**Material provided**:

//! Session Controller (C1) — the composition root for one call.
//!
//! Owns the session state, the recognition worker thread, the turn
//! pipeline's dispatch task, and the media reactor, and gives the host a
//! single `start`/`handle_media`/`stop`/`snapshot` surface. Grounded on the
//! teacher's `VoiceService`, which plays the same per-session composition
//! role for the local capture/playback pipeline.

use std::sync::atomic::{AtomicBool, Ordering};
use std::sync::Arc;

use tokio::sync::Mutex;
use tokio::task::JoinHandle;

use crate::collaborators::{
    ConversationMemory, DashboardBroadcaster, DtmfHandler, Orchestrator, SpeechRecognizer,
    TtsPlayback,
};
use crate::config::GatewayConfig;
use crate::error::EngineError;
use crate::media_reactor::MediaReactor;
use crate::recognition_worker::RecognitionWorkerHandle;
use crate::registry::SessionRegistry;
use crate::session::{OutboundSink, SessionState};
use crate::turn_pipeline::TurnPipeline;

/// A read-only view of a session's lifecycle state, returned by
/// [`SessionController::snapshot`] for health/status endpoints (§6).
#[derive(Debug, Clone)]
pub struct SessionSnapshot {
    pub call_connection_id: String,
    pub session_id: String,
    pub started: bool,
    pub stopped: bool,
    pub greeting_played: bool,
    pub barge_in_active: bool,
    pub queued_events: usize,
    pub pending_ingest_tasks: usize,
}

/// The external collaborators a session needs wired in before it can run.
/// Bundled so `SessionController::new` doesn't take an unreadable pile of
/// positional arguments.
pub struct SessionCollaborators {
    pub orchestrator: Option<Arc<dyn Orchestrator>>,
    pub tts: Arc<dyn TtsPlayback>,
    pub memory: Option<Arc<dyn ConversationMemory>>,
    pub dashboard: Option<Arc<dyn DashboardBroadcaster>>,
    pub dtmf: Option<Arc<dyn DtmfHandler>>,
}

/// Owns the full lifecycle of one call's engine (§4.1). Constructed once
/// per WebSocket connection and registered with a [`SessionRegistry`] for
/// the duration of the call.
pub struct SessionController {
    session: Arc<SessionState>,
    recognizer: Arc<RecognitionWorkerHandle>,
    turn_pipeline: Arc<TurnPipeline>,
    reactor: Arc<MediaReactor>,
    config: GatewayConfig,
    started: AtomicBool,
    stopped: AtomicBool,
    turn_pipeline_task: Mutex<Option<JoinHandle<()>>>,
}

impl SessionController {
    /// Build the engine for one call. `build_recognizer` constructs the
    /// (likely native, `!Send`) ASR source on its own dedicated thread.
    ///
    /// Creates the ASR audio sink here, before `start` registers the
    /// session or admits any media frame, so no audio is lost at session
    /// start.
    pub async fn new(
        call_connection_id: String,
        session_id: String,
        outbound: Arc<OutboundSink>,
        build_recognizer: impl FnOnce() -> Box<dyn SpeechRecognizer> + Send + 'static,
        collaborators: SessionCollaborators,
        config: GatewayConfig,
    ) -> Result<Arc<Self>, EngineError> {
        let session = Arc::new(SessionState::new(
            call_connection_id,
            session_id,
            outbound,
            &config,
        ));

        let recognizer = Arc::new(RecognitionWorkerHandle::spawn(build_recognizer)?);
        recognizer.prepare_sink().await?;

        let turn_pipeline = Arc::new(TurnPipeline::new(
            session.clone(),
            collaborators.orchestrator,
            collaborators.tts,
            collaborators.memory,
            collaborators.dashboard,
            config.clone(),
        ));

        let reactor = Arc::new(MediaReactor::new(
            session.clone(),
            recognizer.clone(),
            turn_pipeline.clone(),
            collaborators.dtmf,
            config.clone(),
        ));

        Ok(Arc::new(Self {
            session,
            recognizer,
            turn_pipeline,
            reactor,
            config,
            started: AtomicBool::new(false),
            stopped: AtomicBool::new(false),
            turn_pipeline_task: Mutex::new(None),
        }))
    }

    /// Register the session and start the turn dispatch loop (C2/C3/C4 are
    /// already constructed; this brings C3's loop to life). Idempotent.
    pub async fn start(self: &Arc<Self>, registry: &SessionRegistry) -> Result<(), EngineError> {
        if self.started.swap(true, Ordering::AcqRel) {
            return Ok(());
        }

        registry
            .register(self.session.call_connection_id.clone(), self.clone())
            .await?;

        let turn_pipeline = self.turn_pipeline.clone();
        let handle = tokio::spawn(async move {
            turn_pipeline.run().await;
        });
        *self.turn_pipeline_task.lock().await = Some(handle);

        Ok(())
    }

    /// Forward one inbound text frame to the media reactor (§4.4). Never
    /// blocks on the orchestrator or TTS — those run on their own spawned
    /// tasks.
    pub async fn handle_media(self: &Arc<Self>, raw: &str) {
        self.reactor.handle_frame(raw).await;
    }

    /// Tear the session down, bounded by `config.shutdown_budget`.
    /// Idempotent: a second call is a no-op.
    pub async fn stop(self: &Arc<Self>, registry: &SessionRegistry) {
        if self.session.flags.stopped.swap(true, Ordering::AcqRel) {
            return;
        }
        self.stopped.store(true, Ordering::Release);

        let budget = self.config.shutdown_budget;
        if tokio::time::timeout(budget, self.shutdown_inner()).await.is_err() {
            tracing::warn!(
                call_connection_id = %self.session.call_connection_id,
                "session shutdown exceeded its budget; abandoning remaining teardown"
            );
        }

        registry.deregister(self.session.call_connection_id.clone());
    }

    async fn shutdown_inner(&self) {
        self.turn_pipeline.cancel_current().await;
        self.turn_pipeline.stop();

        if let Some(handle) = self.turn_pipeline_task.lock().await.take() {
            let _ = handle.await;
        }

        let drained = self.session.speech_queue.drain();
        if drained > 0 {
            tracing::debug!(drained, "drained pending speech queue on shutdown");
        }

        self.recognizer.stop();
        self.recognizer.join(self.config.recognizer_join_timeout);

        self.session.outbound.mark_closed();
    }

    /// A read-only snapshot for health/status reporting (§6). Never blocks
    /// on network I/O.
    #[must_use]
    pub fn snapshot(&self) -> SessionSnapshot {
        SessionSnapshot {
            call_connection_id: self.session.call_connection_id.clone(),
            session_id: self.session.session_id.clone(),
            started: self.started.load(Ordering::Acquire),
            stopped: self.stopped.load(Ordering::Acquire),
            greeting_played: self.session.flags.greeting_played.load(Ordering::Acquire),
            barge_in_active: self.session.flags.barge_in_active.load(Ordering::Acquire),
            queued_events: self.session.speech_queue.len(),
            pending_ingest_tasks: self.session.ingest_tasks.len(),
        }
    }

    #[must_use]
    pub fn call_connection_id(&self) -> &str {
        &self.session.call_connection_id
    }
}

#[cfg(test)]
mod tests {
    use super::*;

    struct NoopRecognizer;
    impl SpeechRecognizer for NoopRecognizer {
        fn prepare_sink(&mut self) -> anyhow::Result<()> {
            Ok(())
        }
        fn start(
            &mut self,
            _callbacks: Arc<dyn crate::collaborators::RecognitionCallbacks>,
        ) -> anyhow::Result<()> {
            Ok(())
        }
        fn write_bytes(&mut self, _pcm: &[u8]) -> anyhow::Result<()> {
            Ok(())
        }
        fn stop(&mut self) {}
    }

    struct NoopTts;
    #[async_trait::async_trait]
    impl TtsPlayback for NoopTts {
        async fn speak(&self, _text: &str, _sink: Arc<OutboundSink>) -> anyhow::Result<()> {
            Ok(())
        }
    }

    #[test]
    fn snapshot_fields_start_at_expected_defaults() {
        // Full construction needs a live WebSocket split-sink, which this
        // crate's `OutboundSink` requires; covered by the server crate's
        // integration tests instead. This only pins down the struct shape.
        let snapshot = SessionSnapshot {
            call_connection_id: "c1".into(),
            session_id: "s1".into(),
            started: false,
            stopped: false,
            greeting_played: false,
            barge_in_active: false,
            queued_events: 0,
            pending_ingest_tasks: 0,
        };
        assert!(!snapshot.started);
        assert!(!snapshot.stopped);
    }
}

==

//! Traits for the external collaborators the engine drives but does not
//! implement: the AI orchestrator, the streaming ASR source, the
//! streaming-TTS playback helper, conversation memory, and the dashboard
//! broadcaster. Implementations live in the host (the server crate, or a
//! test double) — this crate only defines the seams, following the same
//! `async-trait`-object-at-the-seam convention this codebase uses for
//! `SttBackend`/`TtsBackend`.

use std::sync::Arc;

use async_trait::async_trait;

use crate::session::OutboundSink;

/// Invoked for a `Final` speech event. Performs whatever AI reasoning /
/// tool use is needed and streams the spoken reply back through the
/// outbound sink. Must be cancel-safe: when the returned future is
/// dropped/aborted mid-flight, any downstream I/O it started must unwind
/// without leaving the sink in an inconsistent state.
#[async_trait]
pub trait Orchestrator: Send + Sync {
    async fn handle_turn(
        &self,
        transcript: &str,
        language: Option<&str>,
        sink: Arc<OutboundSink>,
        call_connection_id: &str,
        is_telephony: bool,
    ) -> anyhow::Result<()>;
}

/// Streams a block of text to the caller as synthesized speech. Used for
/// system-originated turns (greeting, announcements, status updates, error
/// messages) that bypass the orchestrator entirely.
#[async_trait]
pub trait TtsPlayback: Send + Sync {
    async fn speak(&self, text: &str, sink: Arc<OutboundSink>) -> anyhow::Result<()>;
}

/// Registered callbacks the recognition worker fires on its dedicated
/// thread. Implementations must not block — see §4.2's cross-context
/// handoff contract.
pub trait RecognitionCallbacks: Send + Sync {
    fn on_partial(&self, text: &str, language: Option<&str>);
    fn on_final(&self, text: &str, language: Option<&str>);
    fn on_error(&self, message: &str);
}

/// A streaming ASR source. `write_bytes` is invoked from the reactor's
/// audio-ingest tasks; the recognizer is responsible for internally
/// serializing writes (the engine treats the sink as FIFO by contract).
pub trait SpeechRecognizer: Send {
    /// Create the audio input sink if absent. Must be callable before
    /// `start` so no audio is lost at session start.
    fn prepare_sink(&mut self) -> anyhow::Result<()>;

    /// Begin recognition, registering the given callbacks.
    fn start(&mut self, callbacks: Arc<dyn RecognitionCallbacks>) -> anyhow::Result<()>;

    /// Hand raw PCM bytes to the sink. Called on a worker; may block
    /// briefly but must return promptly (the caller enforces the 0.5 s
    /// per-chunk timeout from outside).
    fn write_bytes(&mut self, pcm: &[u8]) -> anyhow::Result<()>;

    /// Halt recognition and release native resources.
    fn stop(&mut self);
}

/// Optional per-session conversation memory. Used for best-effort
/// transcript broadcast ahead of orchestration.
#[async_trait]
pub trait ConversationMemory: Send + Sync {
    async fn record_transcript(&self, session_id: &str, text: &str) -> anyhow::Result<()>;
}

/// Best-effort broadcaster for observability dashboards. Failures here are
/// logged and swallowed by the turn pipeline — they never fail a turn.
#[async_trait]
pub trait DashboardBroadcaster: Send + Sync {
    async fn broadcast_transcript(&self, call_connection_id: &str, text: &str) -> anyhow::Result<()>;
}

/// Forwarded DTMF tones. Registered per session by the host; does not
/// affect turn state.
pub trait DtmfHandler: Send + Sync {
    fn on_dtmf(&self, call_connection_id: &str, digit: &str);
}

==

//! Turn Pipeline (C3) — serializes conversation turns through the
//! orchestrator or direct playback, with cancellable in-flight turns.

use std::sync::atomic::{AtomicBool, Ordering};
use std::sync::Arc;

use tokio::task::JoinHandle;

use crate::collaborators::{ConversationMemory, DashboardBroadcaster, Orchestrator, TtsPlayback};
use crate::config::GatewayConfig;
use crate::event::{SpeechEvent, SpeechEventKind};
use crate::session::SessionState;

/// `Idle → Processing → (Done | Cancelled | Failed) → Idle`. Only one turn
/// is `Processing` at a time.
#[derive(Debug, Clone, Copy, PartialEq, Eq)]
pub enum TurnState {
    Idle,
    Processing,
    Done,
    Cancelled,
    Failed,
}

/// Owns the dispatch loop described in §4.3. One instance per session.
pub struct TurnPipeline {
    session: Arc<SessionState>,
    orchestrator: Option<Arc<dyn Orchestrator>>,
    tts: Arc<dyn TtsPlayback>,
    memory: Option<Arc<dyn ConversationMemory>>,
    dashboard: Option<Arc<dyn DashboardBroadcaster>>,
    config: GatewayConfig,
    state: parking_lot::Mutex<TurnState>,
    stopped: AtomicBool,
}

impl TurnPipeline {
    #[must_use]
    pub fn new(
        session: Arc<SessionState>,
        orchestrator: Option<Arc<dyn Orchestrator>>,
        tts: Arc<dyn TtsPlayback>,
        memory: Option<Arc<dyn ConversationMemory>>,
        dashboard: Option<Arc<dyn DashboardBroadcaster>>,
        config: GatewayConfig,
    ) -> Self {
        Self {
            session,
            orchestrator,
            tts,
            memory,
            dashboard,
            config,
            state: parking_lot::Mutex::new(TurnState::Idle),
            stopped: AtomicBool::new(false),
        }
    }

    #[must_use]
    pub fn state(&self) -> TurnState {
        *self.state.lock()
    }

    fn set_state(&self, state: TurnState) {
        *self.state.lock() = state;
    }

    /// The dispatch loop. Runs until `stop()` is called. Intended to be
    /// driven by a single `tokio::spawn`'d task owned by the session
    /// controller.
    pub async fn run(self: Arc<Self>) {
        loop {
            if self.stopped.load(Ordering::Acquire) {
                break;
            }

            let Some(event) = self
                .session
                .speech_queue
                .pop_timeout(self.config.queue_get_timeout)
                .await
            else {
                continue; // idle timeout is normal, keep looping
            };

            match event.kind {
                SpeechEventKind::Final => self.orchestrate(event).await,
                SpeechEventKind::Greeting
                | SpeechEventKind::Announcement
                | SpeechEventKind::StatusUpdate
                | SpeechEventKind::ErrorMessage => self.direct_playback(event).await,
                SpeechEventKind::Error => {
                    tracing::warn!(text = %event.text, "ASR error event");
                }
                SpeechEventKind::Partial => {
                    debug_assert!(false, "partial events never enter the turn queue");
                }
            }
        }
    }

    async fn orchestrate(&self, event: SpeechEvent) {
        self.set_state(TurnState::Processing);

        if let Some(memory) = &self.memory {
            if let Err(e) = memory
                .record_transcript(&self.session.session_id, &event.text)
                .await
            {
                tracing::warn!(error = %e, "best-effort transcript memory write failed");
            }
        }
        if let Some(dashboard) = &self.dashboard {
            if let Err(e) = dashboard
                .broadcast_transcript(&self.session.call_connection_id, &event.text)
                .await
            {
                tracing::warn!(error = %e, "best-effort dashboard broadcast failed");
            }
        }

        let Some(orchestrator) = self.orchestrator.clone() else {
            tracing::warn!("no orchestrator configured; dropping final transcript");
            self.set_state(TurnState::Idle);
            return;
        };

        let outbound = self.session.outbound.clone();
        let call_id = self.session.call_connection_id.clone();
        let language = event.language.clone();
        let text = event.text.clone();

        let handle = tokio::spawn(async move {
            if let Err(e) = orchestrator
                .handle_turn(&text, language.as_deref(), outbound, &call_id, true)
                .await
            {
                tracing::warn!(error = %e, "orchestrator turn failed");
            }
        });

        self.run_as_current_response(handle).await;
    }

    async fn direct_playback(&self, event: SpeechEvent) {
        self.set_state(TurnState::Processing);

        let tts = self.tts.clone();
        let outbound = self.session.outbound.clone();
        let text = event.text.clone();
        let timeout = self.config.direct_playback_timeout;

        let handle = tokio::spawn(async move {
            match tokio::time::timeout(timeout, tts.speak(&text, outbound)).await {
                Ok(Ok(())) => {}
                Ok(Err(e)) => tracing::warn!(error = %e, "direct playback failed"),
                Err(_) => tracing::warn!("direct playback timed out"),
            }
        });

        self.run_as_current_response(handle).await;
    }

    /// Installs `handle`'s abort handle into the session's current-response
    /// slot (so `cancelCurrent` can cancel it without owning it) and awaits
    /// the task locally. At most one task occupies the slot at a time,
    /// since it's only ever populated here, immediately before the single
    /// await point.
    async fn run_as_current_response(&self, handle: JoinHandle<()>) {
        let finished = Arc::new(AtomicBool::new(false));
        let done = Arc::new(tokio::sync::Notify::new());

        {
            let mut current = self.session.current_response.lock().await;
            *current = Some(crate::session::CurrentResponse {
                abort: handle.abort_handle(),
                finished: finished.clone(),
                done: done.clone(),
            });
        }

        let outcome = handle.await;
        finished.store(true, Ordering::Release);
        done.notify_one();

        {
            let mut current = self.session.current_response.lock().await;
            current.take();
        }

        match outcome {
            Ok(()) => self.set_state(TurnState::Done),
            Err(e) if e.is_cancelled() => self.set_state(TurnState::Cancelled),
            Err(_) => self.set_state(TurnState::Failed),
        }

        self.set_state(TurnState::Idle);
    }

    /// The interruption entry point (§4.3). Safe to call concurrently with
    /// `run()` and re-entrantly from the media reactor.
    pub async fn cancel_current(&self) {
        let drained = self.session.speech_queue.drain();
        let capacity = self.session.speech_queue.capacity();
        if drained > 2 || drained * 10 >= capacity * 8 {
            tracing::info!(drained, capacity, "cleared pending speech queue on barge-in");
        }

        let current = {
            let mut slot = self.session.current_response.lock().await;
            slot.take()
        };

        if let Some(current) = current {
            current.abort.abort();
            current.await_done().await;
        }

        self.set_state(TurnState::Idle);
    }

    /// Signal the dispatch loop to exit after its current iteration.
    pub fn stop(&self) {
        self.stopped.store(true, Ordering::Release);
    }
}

**Task**: A single number is the expected reply: the number of lines in the listing that contain the string "host".

**Reply**: 3